§ **Data supplied**
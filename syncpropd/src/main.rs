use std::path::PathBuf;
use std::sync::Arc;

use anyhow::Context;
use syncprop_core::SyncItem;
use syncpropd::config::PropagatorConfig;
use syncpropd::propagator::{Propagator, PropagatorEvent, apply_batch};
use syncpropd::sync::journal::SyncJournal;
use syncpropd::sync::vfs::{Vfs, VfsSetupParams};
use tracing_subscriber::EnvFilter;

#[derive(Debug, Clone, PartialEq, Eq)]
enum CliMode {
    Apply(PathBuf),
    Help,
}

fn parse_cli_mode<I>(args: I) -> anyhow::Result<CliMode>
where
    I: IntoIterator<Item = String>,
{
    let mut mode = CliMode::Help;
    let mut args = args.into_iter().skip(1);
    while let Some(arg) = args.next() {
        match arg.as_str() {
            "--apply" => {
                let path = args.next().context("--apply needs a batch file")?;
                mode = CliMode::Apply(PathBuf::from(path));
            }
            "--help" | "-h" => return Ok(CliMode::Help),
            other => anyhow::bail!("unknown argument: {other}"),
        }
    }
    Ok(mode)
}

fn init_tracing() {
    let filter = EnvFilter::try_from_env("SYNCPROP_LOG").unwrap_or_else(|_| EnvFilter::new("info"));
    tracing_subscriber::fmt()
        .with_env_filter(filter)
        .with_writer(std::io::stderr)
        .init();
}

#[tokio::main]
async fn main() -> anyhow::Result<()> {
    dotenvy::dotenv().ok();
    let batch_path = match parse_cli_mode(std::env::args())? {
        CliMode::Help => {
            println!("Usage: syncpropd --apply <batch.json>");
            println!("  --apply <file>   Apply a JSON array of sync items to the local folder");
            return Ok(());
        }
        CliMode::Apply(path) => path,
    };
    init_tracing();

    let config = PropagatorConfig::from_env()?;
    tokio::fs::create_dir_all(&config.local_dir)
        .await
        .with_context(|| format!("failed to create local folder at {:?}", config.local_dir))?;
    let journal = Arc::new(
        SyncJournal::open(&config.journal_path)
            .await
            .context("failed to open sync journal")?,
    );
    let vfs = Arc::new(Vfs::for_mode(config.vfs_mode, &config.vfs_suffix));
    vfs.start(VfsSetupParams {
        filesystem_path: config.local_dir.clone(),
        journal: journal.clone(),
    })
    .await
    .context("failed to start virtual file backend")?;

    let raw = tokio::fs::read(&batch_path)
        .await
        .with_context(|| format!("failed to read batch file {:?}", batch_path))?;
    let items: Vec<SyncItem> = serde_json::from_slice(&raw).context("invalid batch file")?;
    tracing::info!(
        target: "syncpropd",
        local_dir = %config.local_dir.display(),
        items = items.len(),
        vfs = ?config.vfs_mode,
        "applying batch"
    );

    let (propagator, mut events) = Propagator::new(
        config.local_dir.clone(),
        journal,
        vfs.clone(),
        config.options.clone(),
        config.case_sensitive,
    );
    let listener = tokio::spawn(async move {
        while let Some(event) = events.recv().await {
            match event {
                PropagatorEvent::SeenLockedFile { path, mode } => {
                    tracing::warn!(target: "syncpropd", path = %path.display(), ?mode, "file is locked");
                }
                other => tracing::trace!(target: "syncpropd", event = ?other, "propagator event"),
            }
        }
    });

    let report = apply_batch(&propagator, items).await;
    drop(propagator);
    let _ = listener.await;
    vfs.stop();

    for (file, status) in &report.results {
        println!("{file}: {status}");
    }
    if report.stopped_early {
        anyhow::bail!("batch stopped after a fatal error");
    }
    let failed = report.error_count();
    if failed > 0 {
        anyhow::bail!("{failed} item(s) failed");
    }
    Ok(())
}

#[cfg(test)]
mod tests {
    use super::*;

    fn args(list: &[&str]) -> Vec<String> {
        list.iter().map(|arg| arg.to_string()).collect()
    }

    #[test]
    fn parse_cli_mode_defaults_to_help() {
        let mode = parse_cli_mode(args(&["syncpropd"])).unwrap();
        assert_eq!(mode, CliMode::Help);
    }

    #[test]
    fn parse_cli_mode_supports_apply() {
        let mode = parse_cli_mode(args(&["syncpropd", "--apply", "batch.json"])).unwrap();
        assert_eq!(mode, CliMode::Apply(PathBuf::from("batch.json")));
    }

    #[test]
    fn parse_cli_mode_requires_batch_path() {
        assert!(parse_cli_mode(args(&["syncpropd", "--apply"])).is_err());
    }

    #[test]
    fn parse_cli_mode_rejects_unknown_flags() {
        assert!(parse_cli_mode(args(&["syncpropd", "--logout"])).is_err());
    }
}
...
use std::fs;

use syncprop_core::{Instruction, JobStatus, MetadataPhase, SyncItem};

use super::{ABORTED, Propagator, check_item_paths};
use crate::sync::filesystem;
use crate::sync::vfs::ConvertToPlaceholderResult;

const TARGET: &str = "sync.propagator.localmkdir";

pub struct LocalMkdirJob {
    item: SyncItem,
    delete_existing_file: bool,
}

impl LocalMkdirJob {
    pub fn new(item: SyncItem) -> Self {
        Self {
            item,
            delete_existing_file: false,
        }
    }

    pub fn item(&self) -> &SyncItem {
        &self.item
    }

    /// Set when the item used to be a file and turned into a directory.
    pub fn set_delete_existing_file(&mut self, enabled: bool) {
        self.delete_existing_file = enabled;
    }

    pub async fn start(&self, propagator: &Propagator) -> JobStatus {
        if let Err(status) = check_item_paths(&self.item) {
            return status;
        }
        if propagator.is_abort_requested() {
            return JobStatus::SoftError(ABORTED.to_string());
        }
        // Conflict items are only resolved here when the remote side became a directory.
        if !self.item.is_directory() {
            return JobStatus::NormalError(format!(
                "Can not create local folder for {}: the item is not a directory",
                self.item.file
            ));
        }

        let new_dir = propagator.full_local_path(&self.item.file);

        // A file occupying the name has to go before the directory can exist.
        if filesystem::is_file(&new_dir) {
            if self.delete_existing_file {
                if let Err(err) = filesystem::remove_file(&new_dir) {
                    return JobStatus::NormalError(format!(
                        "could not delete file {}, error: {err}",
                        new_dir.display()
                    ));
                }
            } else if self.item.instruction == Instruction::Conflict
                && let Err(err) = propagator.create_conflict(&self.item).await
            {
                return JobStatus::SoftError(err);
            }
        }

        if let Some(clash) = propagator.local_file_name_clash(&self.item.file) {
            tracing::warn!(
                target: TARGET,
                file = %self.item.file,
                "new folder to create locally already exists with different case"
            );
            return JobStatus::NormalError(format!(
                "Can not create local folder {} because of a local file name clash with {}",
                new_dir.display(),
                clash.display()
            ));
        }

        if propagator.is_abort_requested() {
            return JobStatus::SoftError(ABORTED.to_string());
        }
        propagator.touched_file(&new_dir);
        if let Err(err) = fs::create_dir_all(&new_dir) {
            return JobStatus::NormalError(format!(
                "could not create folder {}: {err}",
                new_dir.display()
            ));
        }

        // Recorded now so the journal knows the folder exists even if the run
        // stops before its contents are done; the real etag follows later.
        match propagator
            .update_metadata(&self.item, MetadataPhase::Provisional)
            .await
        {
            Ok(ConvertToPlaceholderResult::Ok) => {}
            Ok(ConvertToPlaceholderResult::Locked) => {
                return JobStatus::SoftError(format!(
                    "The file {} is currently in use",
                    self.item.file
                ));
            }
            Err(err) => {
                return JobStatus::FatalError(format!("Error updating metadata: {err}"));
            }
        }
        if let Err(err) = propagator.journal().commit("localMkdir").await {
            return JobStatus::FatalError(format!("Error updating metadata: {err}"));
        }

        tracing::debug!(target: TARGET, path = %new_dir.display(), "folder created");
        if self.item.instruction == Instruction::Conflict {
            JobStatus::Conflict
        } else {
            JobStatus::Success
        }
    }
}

§ **Task instructions**
Search the entries for the word "exists". Copy each line where it appears.

§ **Result for this exercise**
                "new folder to create locally already exists with different case"
        // Recorded now so the journal knows the folder exists even if the run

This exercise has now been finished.